We did not have their standards dictating our city premium-free plan for the last several decades. This is not
keeping things virtually “unchanged” while making improvements and
saving money as the paid operatives for Michael Mulgrew’s Unity
leadership caucus tell us.
Rejecting this plan does not mean rejecting cost savings or efficiency. It means demanding a plan that:
Keeps doctors and patients—not insurers or city bureaucrats —at the center of decision-making.
Provides transparency and honest communication with members.
Protects retirees, especially those outside Downstate 13.
Respects the union’s duty to safeguard both wages and health benefits.
The
NYCEPPO plan is being presented as a step forward. But it is, in fact, a
step backward—a Trojan horse that hands our care to UnitedHealthcare.
UnitedHealthcare sets the standards for everyone.
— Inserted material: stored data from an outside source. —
use std::fmt;

use crate::infra::{Direction, Position, WumpusError, WumpusResult};

/// Terrain or marker of one cell.
#[derive(Debug, Clone, Copy, PartialEq, Eq, Hash)]
pub enum CellKind {
    Meadow,
    Swamp,
    Goal,
    CurrentMarkerC,
    CurrentMarkerB,
}

impl CellKind {
    pub fn from_glyph(glyph: char) -> Option<CellKind> {
        match glyph {
            'M' => Some(CellKind::Meadow),
            'S' => Some(CellKind::Swamp),
            'W' => Some(CellKind::Goal),
            'C' => Some(CellKind::CurrentMarkerC),
            'B' => Some(CellKind::CurrentMarkerB),
            _ => None,
        }
    }

    pub fn glyph(self) -> char {
        match self {
            CellKind::Meadow => 'M',
            CellKind::Swamp => 'S',
            CellKind::Goal => 'W',
            CellKind::CurrentMarkerC => 'C',
            CellKind::CurrentMarkerB => 'B',
        }
    }

    /// The agent cannot tell the two current-position markers apart by sight.
    pub fn is_ambiguous_marker(self) -> bool {
        matches!(self, CellKind::CurrentMarkerC | CellKind::CurrentMarkerB)
    }

    /// Parses a single-glyph observation such as `"C"`.
    pub fn parse_observation(text: &str) -> WumpusResult<CellKind> {
        let mut chars = text.chars();
        match (chars.next(), chars.next()) {
            (Some(glyph), None) => {
                CellKind::from_glyph(glyph).ok_or_else(|| WumpusError::UnknownGlyph(text.to_string()))
            }
            _ => Err(WumpusError::UnknownGlyph(text.to_string())),
        }
    }
}

/// In-bounds neighbor of each cardinal direction.
#[derive(Debug, Clone, Copy, PartialEq, Eq)]
pub struct Neighbors {
    pub north: Option<Position>,
    pub east: Option<Position>,
    pub south: Option<Position>,
    pub west: Option<Position>,
}

impl Neighbors {
    pub fn iter(&self) -> impl Iterator<Item = Option<Position>> {
        [self.north, self.east, self.south, self.west].into_iter()
    }
}

/// Immutable rectangular map of cell kinds, stored row-major.
#[derive(Clone, Debug, PartialEq, Eq)]
pub struct Grid {
    pub rows: usize,
    pub cols: usize,
    cells: Vec<CellKind>,
}

impl Grid {
    pub fn parse(text: &str) -> WumpusResult<Grid> {
        let text = text.strip_suffix('\n').unwrap_or(text);
        let mut cells = Vec::new();
        let mut cols = None;
        let mut rows = 0;

        for (row, line) in text.split('\n').enumerate() {
            let line = line.strip_suffix('\r').unwrap_or(line);
            let mut width = 0;
            for (col, glyph) in line.chars().enumerate() {
                let kind = CellKind::from_glyph(glyph).ok_or_else(|| {
                    WumpusError::MalformedMap(format!(
                        "unknown glyph {:?} at row {}, column {}",
                        glyph, row, col
                    ))
                })?;
                cells.push(kind);
                width += 1;
            }

            match cols {
                None => cols = Some(width),
                Some(expected) if expected != width => {
                    return Err(WumpusError::MalformedMap(format!(
                        "row {} has {} cells, expected {}",
                        row, width, expected
                    )));
                }
                Some(_) => {}
            }
            rows += 1;
        }

        let cols = cols.unwrap_or(0);
        if cols == 0 {
            return Err(WumpusError::MalformedMap("map is empty".to_string()));
        }

        Ok(Grid { rows, cols, cells })
    }

    /// Total bounds check; `None` is never in bounds.
    pub fn in_bounds(&self, pos: Option<Position>) -> bool {
        match pos {
            Some(pos) => {
                pos.row >= 0
                    && (pos.row as usize) < self.rows
                    && pos.col >= 0
                    && (pos.col as usize) < self.cols
            }
            None => false,
        }
    }

    pub fn contains(&self, pos: Position) -> bool {
        self.in_bounds(Some(pos))
    }

    /// Bounds-safe lookup.
    pub fn get(&self, pos: Position) -> Option<CellKind> {
        if self.contains(pos) {
            Some(self.cells[pos.row as usize * self.cols + pos.col as usize])
        } else {
            None
        }
    }

    pub fn kind_at(&self, pos: Position) -> WumpusResult<CellKind> {
        self.get(pos).ok_or(WumpusError::OutOfBounds {
            position: pos,
            rows: self.rows,
            cols: self.cols,
        })
    }

    pub fn is_kind(&self, pos: Position, kind: CellKind) -> bool {
        self.get(pos) == Some(kind)
    }

    pub fn neighbors(&self, pos: Position) -> Neighbors {
        let resolve = |direction: Direction| Some(pos.step(direction)).filter(|p| self.contains(*p));
        Neighbors {
            north: resolve(Direction::North),
            east: resolve(Direction::East),
            south: resolve(Direction::South),
            west: resolve(Direction::West),
        }
    }

    /// All positions in row-major order.
    pub fn positions(&self) -> impl Iterator<Item = Position> + '_ {
        (0..self.rows).flat_map(move |row| {
            (0..self.cols).map(move |col| Position::new(row as i32, col as i32))
        })
    }

    pub fn positions_where<F>(&self, mut predicate: F) -> Vec<Position>
    where
        F: FnMut(CellKind) -> bool,
    {
        self.positions()
            .filter(|pos| self.get(*pos).is_some_and(&mut predicate))
            .collect()
    }
}

impl fmt::Display for Grid {
    fn fmt(&self, f: &mut fmt::Formatter<'_>) -> fmt::Result {
        for (row, line) in self.cells.chunks(self.cols).enumerate() {
            if row > 0 {
                writeln!(f)?;
            }
            for kind in line {
                write!(f, "{}", kind.glyph())?;
            }
        }
        Ok(())
    }
}

#[cfg(test)]
mod tests {
    use super::*;

    #[test]
    fn test_parse_rectangular_map() {
        let grid = Grid::parse("MSW\nCBM").unwrap();
        assert_eq!(grid.rows, 2);
        assert_eq!(grid.cols, 3);
        assert_eq!(grid.kind_at(Position::new(0, 1)), Ok(CellKind::Swamp));
        assert_eq!(grid.kind_at(Position::new(0, 2)), Ok(CellKind::Goal));
        assert_eq!(grid.kind_at(Position::new(1, 0)), Ok(CellKind::CurrentMarkerC));
        assert_eq!(grid.kind_at(Position::new(1, 1)), Ok(CellKind::CurrentMarkerB));
    }

    #[test]
    fn test_parse_tolerates_trailing_newline_and_crlf() {
        let grid = Grid::parse("MM\r\nSW\r\n").unwrap();
        assert_eq!((grid.rows, grid.cols), (2, 2));
        assert_eq!(grid.to_string(), "MM\nSW");
    }

    #[test]
    fn test_parse_rejects_ragged_rows() {
        let err = Grid::parse("MMM\nMM").unwrap_err();
        assert!(matches!(err, WumpusError::MalformedMap(_)));
    }

    #[test]
    fn test_parse_rejects_unknown_glyph() {
        let err = Grid::parse("MMM\nMXM").unwrap_err();
        match err {
            WumpusError::MalformedMap(message) => assert!(message.contains("'X'")),
            other => panic!("unexpected error {:?}", other),
        }
    }

    #[test]
    fn test_parse_rejects_empty_map() {
        assert!(matches!(Grid::parse(""), Err(WumpusError::MalformedMap(_))));
        assert!(matches!(Grid::parse("\n"), Err(WumpusError::MalformedMap(_))));
    }

    #[test]
    fn test_in_bounds_uses_rows_and_columns_separately() {
        let grid = Grid::parse("MMMM\nMMMM").unwrap();
        assert!(grid.in_bounds(Some(Position::new(1, 3))));
        assert!(!grid.in_bounds(Some(Position::new(2, 0))));
        assert!(!grid.in_bounds(Some(Position::new(0, 4))));
        assert!(!grid.in_bounds(Some(Position::new(-1, 0))));
        assert!(!grid.in_bounds(None));
    }

    #[test]
    fn test_kind_at_out_of_bounds() {
        let grid = Grid::parse("MM\nMM").unwrap();
        let err = grid.kind_at(Position::new(0, -1)).unwrap_err();
        assert_eq!(
            err,
            WumpusError::OutOfBounds {
                position: Position::new(0, -1),
                rows: 2,
                cols: 2
            }
        );
    }

    #[test]
    fn test_neighbors_at_corner() {
        let grid = Grid::parse("MMM\nMMM\nMMM").unwrap();
        let corner = grid.neighbors(Position::new(0, 0));
        assert_eq!(corner.north, None);
        assert_eq!(corner.west, None);
        assert_eq!(corner.east, Some(Position::new(0, 1)));
        assert_eq!(corner.south, Some(Position::new(1, 0)));

        let center = grid.neighbors(Position::new(1, 1));
        assert_eq!(center.iter().flatten().count(), 4);
    }

    #[test]
    fn test_positions_where_is_row_major() {
        let grid = Grid::parse("CMB\nMCM").unwrap();
        let markers = grid.positions_where(CellKind::is_ambiguous_marker);
        assert_eq!(
            markers,
            vec![Position::new(0, 0), Position::new(0, 2), Position::new(1, 1)]
        );
    }

    #[test]
    fn test_parse_observation() {
        assert_eq!(CellKind::parse_observation("B"), Ok(CellKind::CurrentMarkerB));
        assert!(CellKind::parse_observation("").is_err());
        assert!(CellKind::parse_observation("CB").is_err());
        assert!(CellKind::parse_observation("Z").is_err());
    }
}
Retirees and active members outside Downstate 13 are fully exposed.
Inside Downstate 13, Emblem, the local regional administrator, simply enforces UHC’s rules for care.
The FAQ spin is a distraction, not a protection.
Delegates must see through the misleading promises and protect the membership.
For
the teachers recovering from surgery. For the retirees fighting cancer.
For the families raising children with special needs. For every member
who depends on the union to safeguard their health.